В ограничениях и, следовательно, в порождении страха католичество заходит очень далеко, в соответствии с его идеалами, которые таят в себе обещание огромных компенсаций. Испытывая отвращение к сладострастию Римской империи, к жажде власти и наслаждений, пронизавшей всю ее жизнь, к низменным стремлениям народа, желавшего лишь хлеба и зрелищ, к разврату, к жестокости, ко лжи, царившей среди знати, и в сострадании к жертвам такого образа мыслей, который привязывал только к земным сокровищам и вынуждал терпеть ужасные несчастья, рожденные такими наклонностями, люди переносили свои сокровенные желания в мир Иисуса.

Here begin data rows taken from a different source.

use chain_ton::{TonAddress, TonNetwork};
use serde::{Deserialize, Deserializer, Serialize};

use crate::error::TransferError;

/// Fee budget attached to each submission: 0.35 TON.
pub const DEFAULT_ATTACHED_VALUE: u64 = 350_000_000;

/// Where transfers are sent and how much value rides along with them.
#[derive(Debug, Clone, PartialEq, Eq, Serialize, Deserialize)]
#[serde(default)]
pub struct TransferConfig {
    #[serde(deserialize_with = "network_by_name")]
    pub network: TonNetwork,
    /// Entrypoint contract address, raw or user-friendly. Empty means the
    /// network's default entrypoint.
    #[serde(default)]
    pub entrypoint: String,
    /// Nanoton attached to the message to pay for its execution.
    pub attached_value: u64,
}

impl Default for TransferConfig {
    fn default() -> Self {
        Self {
            network: TonNetwork::Testnet,
            entrypoint: chain_ton::network::TESTNET_ENTRYPOINT.to_string(),
            attached_value: DEFAULT_ATTACHED_VALUE,
        }
    }
}

impl TransferConfig {
    /// Defaults for `network`. Fails when no entrypoint is known for it.
    pub fn for_network(network: TonNetwork) -> Result<Self, TransferError> {
        let entrypoint = network.default_entrypoint().ok_or_else(|| {
            TransferError::InvalidConfig(format!("no default entrypoint for {network}"))
        })?;
        Ok(Self {
            network,
            entrypoint: entrypoint.to_string(),
            attached_value: DEFAULT_ATTACHED_VALUE,
        })
    }

    /// Reads a JSON document. Missing fields take their defaults and a
    /// missing entrypoint is filled in from the network.
    pub fn from_json(json: &str) -> Result<Self, TransferError> {
        let mut config: Self = serde_json::from_str(json)
            .map_err(|e| TransferError::InvalidConfig(format!("malformed JSON: {e}")))?;
        config.validate()?;
        if config.entrypoint.trim().is_empty() {
            config.entrypoint = config.default_entrypoint()?.to_string();
        }
        Ok(config)
    }

    /// Sets the attached value from a decimal TON amount such as `"0.35"`.
    pub fn with_attached_ton(mut self, amount: &str) -> Result<Self, TransferError> {
        self.attached_value = chain_ton::to_nano(amount)?;
        Ok(self)
    }

    /// Resolves the entrypoint and checks it against the network.
    ///
    /// An empty entrypoint falls back to the network default. A
    /// user-friendly entrypoint whose testnet flag disagrees with the
    /// network is rejected; the raw form carries no flag and is not checked.
    pub fn validate(&self) -> Result<TonAddress, TransferError> {
        if self.attached_value == 0 {
            return Err(TransferError::InvalidConfig(
                "attached value must be greater than zero".into(),
            ));
        }

        let entrypoint = self.entrypoint.trim();
        let entrypoint = if entrypoint.is_empty() {
            self.default_entrypoint()?
        } else {
            entrypoint
        };

        let address = TonAddress::parse(entrypoint)
            .map_err(|e| TransferError::InvalidConfig(format!("entrypoint: {e}")))?;

        if !entrypoint.contains(':') && address.is_testnet_only() != self.network.is_testnet() {
            return Err(TransferError::InvalidConfig(format!(
                "entrypoint {entrypoint} is flagged for {}, config is for {}",
                if address.is_testnet_only() { "testnet" } else { "mainnet" },
                self.network
            )));
        }

        Ok(address)
    }

    fn default_entrypoint(&self) -> Result<&'static str, TransferError> {
        self.network.default_entrypoint().ok_or_else(|| {
            TransferError::InvalidConfig(format!(
                "no entrypoint given and none known for {}",
                self.network
            ))
        })
    }
}

/// Network names go through `TonNetwork::from_str`, so they are matched
/// case-insensitively.
fn network_by_name<'de, D: Deserializer<'de>>(deserializer: D) -> Result<TonNetwork, D::Error> {
    let name = String::deserialize(deserializer)?;
    name.parse().map_err(serde::de::Error::custom)
}
use thiserror::Error;

/// Failure reported by a [`Submitter`](crate::orchestrator::Submitter).
///
/// The message is whatever the submitter chose to report; the pipeline
/// passes it through unchanged.
#[derive(Debug, Clone, PartialEq, Eq, Error)]
#[error("{0}")]
pub struct SubmitError(pub String);

impl SubmitError {
    pub fn new(message: impl Into<String>) -> Self {
        Self(message.into())
    }
}

#[derive(Debug, Error)]
pub enum TransferError {
    #[error("Invalid key length: expected {expected} bytes, got {actual}")]
    InvalidKeyLength { expected: usize, actual: usize },

    #[error("Invalid amount: {0}")]
    InvalidAmount(String),

    #[error("Unknown regime: {0}")]
    UnknownRegime(u8),

    #[error("Query id out of range: {0} does not fit in 64 bits")]
    QueryIdOutOfRange(u128),

    #[error("Invalid address: {0}")]
    InvalidAddress(String),

    #[error("Signing failed: {0}")]
    SigningFailed(String),

    #[error("Submission failed: {0}")]
    SubmissionFailed(#[source] SubmitError),

    #[error("Invalid key material: {0}")]
    InvalidKeyMaterial(String),

    #[error("Invalid message: {0}")]
    InvalidMessage(String),

    #[error("Invalid configuration: {0}")]
    InvalidConfig(String),
}

impl From<crypto_utils::error::CryptoError> for TransferError {
    fn from(e: crypto_utils::error::CryptoError) -> Self {
        use crypto_utils::error::CryptoError;
        match e {
            CryptoError::InvalidKeyLength { expected, actual } => {
                TransferError::InvalidKeyLength { expected, actual }
            }
            CryptoError::InvalidInput(msg) => TransferError::InvalidKeyMaterial(msg),
        }
    }
}

impl From<chain_eth::error::EthError> for TransferError {
    fn from(e: chain_eth::error::EthError) -> Self {
        use chain_eth::error::EthError;
        match e {
            EthError::InvalidKeyLength { expected, actual } => {
                TransferError::InvalidKeyLength { expected, actual }
            }
            EthError::InvalidPublicKey(msg) => TransferError::InvalidKeyMaterial(msg),
            EthError::InvalidAddress(msg) => TransferError::InvalidAddress(format!("EVM: {msg}")),
            EthError::InvalidPrivateKey(msg) | EthError::SigningError(msg) => {
                TransferError::SigningFailed(msg)
            }
            EthError::InvalidSignature(msg) => TransferError::InvalidMessage(msg),
        }
    }
}

impl From<chain_ton::error::TonError> for TransferError {
    fn from(e: chain_ton::error::TonError) -> Self {
        use chain_ton::error::TonError;
        match e {
            TonError::InvalidAddress(msg) => TransferError::InvalidAddress(msg),
            TonError::InvalidAmount(msg) => TransferError::InvalidAmount(msg),
            TonError::UnknownNetwork(name) => {
                TransferError::InvalidConfig(format!("unknown network '{name}'"))
            }
        }
    }
}
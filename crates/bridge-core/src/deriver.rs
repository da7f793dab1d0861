//! Public key → owner EVM address.

use tracing::debug;

use crate::error::TransferError;
use crate::types::OwnerAddress;

pub use chain_eth::PUBLIC_KEY_LEN;

/// Derives the owner EVM address for a raw 64-byte secp256k1 public key.
///
/// The address is `keccak256(public_key)[12..]`, byte for byte what the EVM
/// side recovers from the owner's signatures. Keys of any other length fail
/// with [`TransferError::InvalidKeyLength`].
pub fn derive(public_key: &[u8]) -> Result<OwnerAddress, TransferError> {
    let owner = OwnerAddress::from_public_key(public_key)?;
    debug!(owner = %owner, "derived owner address");
    Ok(owner)
}

#[cfg(test)]
mod tests {
    use super::*;
    use crate::keys::{KeyGenerator, KeyPair, OsKeyGenerator};

    fn scalar_one() -> KeyPair {
        let mut private_key = [0u8; 32];
        private_key[31] = 1;
        KeyPair::from_private_key(&private_key).unwrap()
    }

    #[test]
    fn known_vector() {
        let owner = derive(scalar_one().public_key()).unwrap();
        assert_eq!(
            owner.to_string(),
            "0x7E5F4552091A69125d5DfCb7b8C2659029395Bdf"
        );
    }

    #[test]
    fn deterministic() {
        let pair = OsKeyGenerator.generate().unwrap();
        let first = derive(pair.public_key()).unwrap();
        for _ in 0..3 {
            assert_eq!(derive(pair.public_key()).unwrap(), first);
        }
    }

    #[test]
    fn distinct_key_pairs_give_distinct_owners() {
        let a = OsKeyGenerator.generate().unwrap();
        let b = OsKeyGenerator.generate().unwrap();
        assert_ne!(
            derive(a.public_key()).unwrap(),
            derive(b.public_key()).unwrap()
        );
    }

    #[test]
    fn wrong_lengths_are_rejected() {
        for len in [31usize, 33, 65] {
            match derive(&vec![0x02; len]) {
                Err(TransferError::InvalidKeyLength { expected, actual }) => {
                    assert_eq!(expected, PUBLIC_KEY_LEN);
                    assert_eq!(actual, len);
                }
                other => panic!("expected InvalidKeyLength for {len}, got {:?}", other),
            }
        }
    }
}
//! Bus monitor streaming task
//!
//! While the adapter is monitoring it writes a preamble and then the canned
//! bus lines every interval. The task is stopped cooperatively: the stop
//! signal is checked before each burst and raced against each delay, so it
//! exits within one interval. [`MonitorTask::stop`] waits for the exit, which
//! guarantees no monitor line is written after `stop` returns.

use std::io;
use std::time::Duration;

use hwsim_protocol::stn::{MONITOR_LINES, MONITOR_PREAMBLE};
use tokio::io::AsyncWrite;
use tokio::sync::watch;
use tokio::task::JoinHandle;
use tracing::{debug, warn};

use crate::transport::SharedWriter;

/// Handle to a running monitor task
pub struct MonitorTask {
    stop_tx: watch::Sender<bool>,
    handle: JoinHandle<()>,
}

impl MonitorTask {
    /// Spawn the task writing to `writer` every `interval`
    pub fn spawn<W>(writer: SharedWriter<W>, interval: Duration) -> Self
    where
        W: AsyncWrite + Unpin + Send + 'static,
    {
        let (stop_tx, stop_rx) = watch::channel(false);
        let handle = tokio::spawn(async move {
            if let Err(e) = run_monitor(&writer, interval, stop_rx).await {
                warn!("Monitor task write failed: {}", e);
            }
        });

        Self { stop_tx, handle }
    }

    /// Signal the task and wait until it has fully terminated
    pub async fn stop(self) {
        let _ = self.stop_tx.send(true);
        if let Err(e) = self.handle.await {
            warn!("Monitor task ended abnormally: {}", e);
        }
    }
}

async fn run_monitor<W>(
    writer: &SharedWriter<W>,
    interval: Duration,
    mut stop_rx: watch::Receiver<bool>,
) -> io::Result<()>
where
    W: AsyncWrite + Unpin,
{
    debug!("Monitor task started");
    writer.write_text(MONITOR_PREAMBLE).await?;

    loop {
        if *stop_rx.borrow_and_update() {
            break;
        }

        for line in MONITOR_LINES {
            writer.write_line(line).await?;
        }

        tokio::select! {
            // A closed channel means the handle was dropped; stop as well
            _ = stop_rx.changed() => break,
            _ = tokio::time::sleep(interval) => {}
        }
    }

    debug!("Monitor task stopped");
    Ok(())
}

#[cfg(test)]
mod tests {
    use super::*;
    use tokio::io::AsyncReadExt;

    const INTERVAL: Duration = Duration::from_millis(10);

    fn burst() -> String {
        MONITOR_LINES.iter().map(|l| format!("{l}\r")).collect()
    }

    #[tokio::test]
    async fn test_writes_preamble_then_bursts() {
        let (mut peer, sim) = tokio::io::duplex(64 * 1024);
        let task = MonitorTask::spawn(SharedWriter::new(sim), INTERVAL);

        let expected = format!("{}{}{}", MONITOR_PREAMBLE, burst(), burst());
        let mut buf = vec![0u8; expected.len()];
        peer.read_exact(&mut buf).await.unwrap();
        assert_eq!(String::from_utf8(buf).unwrap(), expected);

        task.stop().await;
    }

    #[tokio::test]
    async fn test_nothing_written_after_stop() {
        let (mut peer, sim) = tokio::io::duplex(64 * 1024);
        // Keep a writer alive so the stream stays open after the task exits
        let writer = SharedWriter::new(sim);
        let task = MonitorTask::spawn(writer.clone(), INTERVAL);

        tokio::time::sleep(INTERVAL * 3).await;
        task.stop().await;

        // Drain what was written before the stop, then expect silence
        let mut buf = vec![0u8; 64 * 1024];
        let n = peer.read(&mut buf).await.unwrap();
        let output = String::from_utf8_lossy(&buf[..n]).into_owned();
        assert!(output.starts_with(MONITOR_PREAMBLE));
        assert!(output.ends_with('\r'));

        let more = tokio::time::timeout(INTERVAL * 5, peer.read(&mut buf)).await;
        assert!(more.is_err(), "monitor wrote after stop");
    }

    #[tokio::test]
    async fn test_write_failure_ends_task() {
        let (peer, sim) = tokio::io::duplex(64);
        drop(peer);

        let task = MonitorTask::spawn(SharedWriter::new(sim), INTERVAL);
        tokio::time::timeout(Duration::from_secs(1), task.handle)
            .await
            .expect("task should exit on write error")
            .unwrap();
    }
}
//! Simulator Protocol Library
//!
//! This crate provides parsing and encoding for the two serial protocols the
//! hardware simulators terminate:
//!
//! - **STN1110 / ELM327**: CR-terminated ASCII commands (`ATZ`, `STFPA...`, `STM`)
//! - **u-blox UBX**: binary frames with sync bytes, a length field and a
//!   Fletcher checksum
//!
//! # Architecture
//!
//! Each protocol module provides:
//! - A streaming codec that handles partial data
//! - Frame/command encoding to wire bytes
//! - Typed payloads for the messages the host actually exchanges
//!
//! # Example
//!
//! ```rust
//! use hwsim_protocol::{EncodeFrame, ProtocolCodec};
//! use hwsim_protocol::stn::{StnCodec, StnCommand};
//! use hwsim_protocol::ubx;
//!
//! let mut codec = StnCodec::new();
//! codec.push_bytes(b"STFPA201,FFF\r");
//! let line = codec.next_frame().unwrap();
//! assert!(matches!(StnCommand::decode(&line), StnCommand::AddFilter(_)));
//!
//! let ack = ubx::ack_ack(ubx::class::CFG, ubx::id::CFG_VALSET);
//! assert_eq!(ack.encode(), [0xB5, 0x62, 0x05, 0x01, 0x02, 0x00, 0x06, 0x8A, 0x98, 0xC1]);
//! ```

pub mod error;
pub mod stn;
pub mod ubx;

pub use error::ParseError;
pub use stn::{CanFilter, StnCodec, StnCommand};
pub use ubx::{NavPosllh, UbxCodec, UbxFrame};

/// Trait for protocol codecs that can parse incoming data streams
pub trait ProtocolCodec {
    /// The unit produced by this codec
    type Frame;

    /// Push raw bytes into the codec's buffer
    fn push_bytes(&mut self, data: &[u8]);

    /// Try to extract the next complete frame from the buffer
    fn next_frame(&mut self) -> Option<Self::Frame>;

    /// Clear the internal buffer
    fn clear(&mut self);
}

/// Trait for frames that can be encoded to bytes
pub trait EncodeFrame {
    /// Encode this frame to its wire format
    fn encode(&self) -> Vec<u8>;
}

В диалектическом противостоянии с легкомыслием и роскошью римлян люди устремлялись к запредельному, и эти стремления таили в себе глубокое желание тех благ, которыми в нехристианском мире пренебрегали и даже попирали ногами. Дух Божий, провозглашенный Иисусом и явленный в Его жизни, находился в диаметральной противоположности римскому духу века сего. Человек должен был выбирать: на одной чаше весов был Бог любви, святости, милости и вытекающей из них любви к ближнему; а на другой – дух бренного мира, который воспринимался как враждебный Богу и дьявольский уже в писаниях Иоанна Богослова. Впрочем, психологическая обстановка препятствовала прямому переходу к Евангелию Иисуса. Даже учение святого Павла вскоре изменилось.
Нежелание иметь хоть что-то общее с иноверцами и их миром вело к тому, что христиане резко отвергали почти любое низменное влечение, насколько позволял инстинкт самосохранения. Но порожденные блокировки влечений и жизненных сил грозили бы людям гибелью в бездне страха, если бы на пути вытеснений и лавины страха не встала детально продуманная система его умиротворения, предлагающая возвышенные компенсации и гиперкомпенсации. Эта новая система показала лучший путь. На нем ждали бесконечно ценные и чудесные дары божественной любви и милости Спасителя, пожертвовавшего Собой из любви, преодолевшего грех, потребности мира и смерть, вознесенного к славе и принимаемого в таинстве как телесная сущность, – а также единство с братьями по вере и община, построенная с поразительно тонким знанием психологии масс. Это достижение, в свою очередь, стало возможным потому, что было основано на опыте.